4to (230 x 159 mm), pp [xvi] 128; 123 [1]; 111 [1]; 99 [1]; 80; 71 [1]; 80, with woodcut printer's device on title and numerous woodcut diagrams in text; a clean, crisp copy in early eighteenth-century English calf, spine and joints a bit worn. £55,000
The exceptionally rare first edition of Cavalieri's text containing the discovery of integration methods, one of the most important forerunners of the integral calculus. It was used by Galileo, Cavalieri's pupil Torricelli, Wallis, Pascal, and others.
The work includes the statement of 'Cavalieri's principle' for the determination of areas and volumes, which considers an area as made up on an indefinite number of equidistant parallel line segments, and a solid as made up of an indefinite number of parallel plane areas. In modern terms, the principle states that two integrals are equal if the integrands are equal. Cavalieri's principle provided a simple and speedy alternative to the ancient method of exhaustion.
'The concept of indivisibles does sometimes show up fleetingly in the history of human thought: for example, in a passage by the eleventh-century Hebrew philosopher and mathematician Abraham bar Hiyya (Savasorda); in occasional speculations - more philosophical than mathematical - by the medieval Scholastics; in a passage by Leonardo da Vinci; in Kepler's Nova stereometria doliorum... [and in] Galileo...

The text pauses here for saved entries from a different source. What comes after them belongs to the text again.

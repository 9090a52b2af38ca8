#![deny(missing_debug_implementations)]
#![cfg_attr(test, deny(warnings))]

//! # geosync
//!
//! Geofence-aware location synchronization with bidirectional map/record
//! consistency.
//!
//! A [`GeoSession`] owns a presentation surface (map, marker, radius
//! indicator) and keeps it consistent with a [`Location`] value bound to an
//! external record. Host frameworks integrate through thin adapters
//! implementing [`gateways::RecordGateway`] and
//! [`gateways::PresentationSurface`]; the session itself is synchronous,
//! single-threaded and free of any rendering or transport code.
//!
//! A session without a surface still tracks external updates:
//!
//! ```
//! use geosync::{entities::*, gateways::*, GeoSession};
//!
//! #[derive(Debug, Default)]
//! struct HeadlessRecord;
//!
//! impl RecordGateway for HeadlessRecord {
//!     fn latitude_deg(&self) -> Option<f64> {
//!         None
//!     }
//!     fn longitude_deg(&self) -> Option<f64> {
//!         None
//!     }
//!     fn radius_m(&self) -> Option<f64> {
//!         None
//!     }
//!     fn request_update(&self, _pos: MapPoint) {}
//! }
//!
//! #[derive(Debug)]
//! enum NoSurface {}
//!
//! impl PresentationSurface for NoSurface {
//!     fn mount(&mut self, _: &Location) -> Result<(), SurfaceError> {
//!         match *self {}
//!     }
//!     fn move_to(&mut self, _: &Location) {
//!         match *self {}
//!     }
//!     fn relayout(&mut self) {
//!         match *self {}
//!     }
//!     fn release(&mut self) {
//!         match *self {}
//!     }
//! }
//!
//! let defaults = Location::from_deg_and_meters(-6.2088, 106.8456, 100.0);
//! let mut session = GeoSession::<_, NoSurface>::mount(HeadlessRecord, None, defaults);
//! assert!(session.is_headless());
//! assert_eq!(defaults, session.current());
//!
//! let pushed = Location::from_deg_and_meters(52.52, 13.405, 250.0);
//! session.apply_external(pushed);
//! assert_eq!(pushed, session.current());
//! ```
//!
//! [`Location`]: entities::Location

pub use geosync_core::{entities, gateways, kanban, session, timeline, GeoSession};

'In Cavalieri we come to a rational systematization of the method of indivisibles, a method that not only is deemed useful in the search for new results but also, contrary to what Archimedes assumed, is regarded as valid, when appropriately modified, for purposes of demonstrating theorems.

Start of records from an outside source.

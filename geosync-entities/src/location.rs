use crate::geo::*;

/// A geofence: a circular region around a center coordinate.
///
/// Immutable value object. Every update constructs a new `Location` that
/// replaces the old one atomically, so observers never see a transient
/// half-updated state.
#[derive(Debug, Default, Clone, Copy, PartialEq)]
pub struct Location {
    pub pos: MapPoint,
    pub radius: Distance,
}

impl Location {
    pub const fn new(pos: MapPoint, radius: Distance) -> Self {
        Self { pos, radius }
    }

    /// Creates a location from raw values, clamping out-of-range input.
    pub fn from_deg_and_meters(lat_deg: f64, lng_deg: f64, radius_meters: f64) -> Self {
        Self {
            pos: MapPoint::from_lat_lng_deg(lat_deg, lng_deg),
            radius: Distance::from_meters(radius_meters),
        }
    }

    pub fn with_pos(self, pos: MapPoint) -> Self {
        Self { pos, ..self }
    }

    pub fn with_radius(self, radius: Distance) -> Self {
        Self { radius, ..self }
    }
}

'At this point a primary question arises: What significance did Cavalieri attribute to his indivisibles? This mathematician, while perfectly familiar with the subtle philosophical questions connected with the problem of the possibility of constituting continuous magnitudes by indivisibles, seeks to establish a method independent of the subject's hypotheses, which would be valid whatever the concept formed in this regard... It must be further pointed out, according to L. Lombardo Radice, that the Cavalieri view of the indivisibles has given us a deeper conception of the sets: it is not necessary that the elements of the set be assigned or assignable; rather it suffices that a precise criterion exists for determining whether or not an element belongs to the set' (Ettore Carruccio in DSB, q.v. for a detailed examination of the Geometria).

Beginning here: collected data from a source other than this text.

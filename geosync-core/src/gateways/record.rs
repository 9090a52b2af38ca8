use crate::entities::*;

/// Narrow interface to the host's data-binding layer.
///
/// Reads return the raw field values of the bound record; a missing field is
/// `None`. Updates are fire-and-forget: the session updates its own state
/// optimistically and accepts a later external push correcting the value if
/// the write is rejected or transformed server-side.
pub trait RecordGateway {
    fn latitude_deg(&self) -> Option<f64>;
    fn longitude_deg(&self) -> Option<f64>;
    fn radius_m(&self) -> Option<f64>;

    /// Requests an asynchronous update of the record's coordinate fields.
    fn request_update(&self, pos: MapPoint);
}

Cavalieri (1598-1647) was a Jesuit and professor of mathematics at Bologna. He considered himself a disciple of Galileo, whom he had met through his teacher Benedetto Castelli. It was Galileo who urged Cavalieri to look into problems of the calculus, and who praised him by stating that 'few, if any, since Archimedes, have delved as far and as deep into the science of geometry'. Galileo included Cavalieri's theory in a discussion of the theory of matter in the First Day and in the discussion of accelerated motion in the Third Day of his Discorsi e dimostrazioni matematiche (1638).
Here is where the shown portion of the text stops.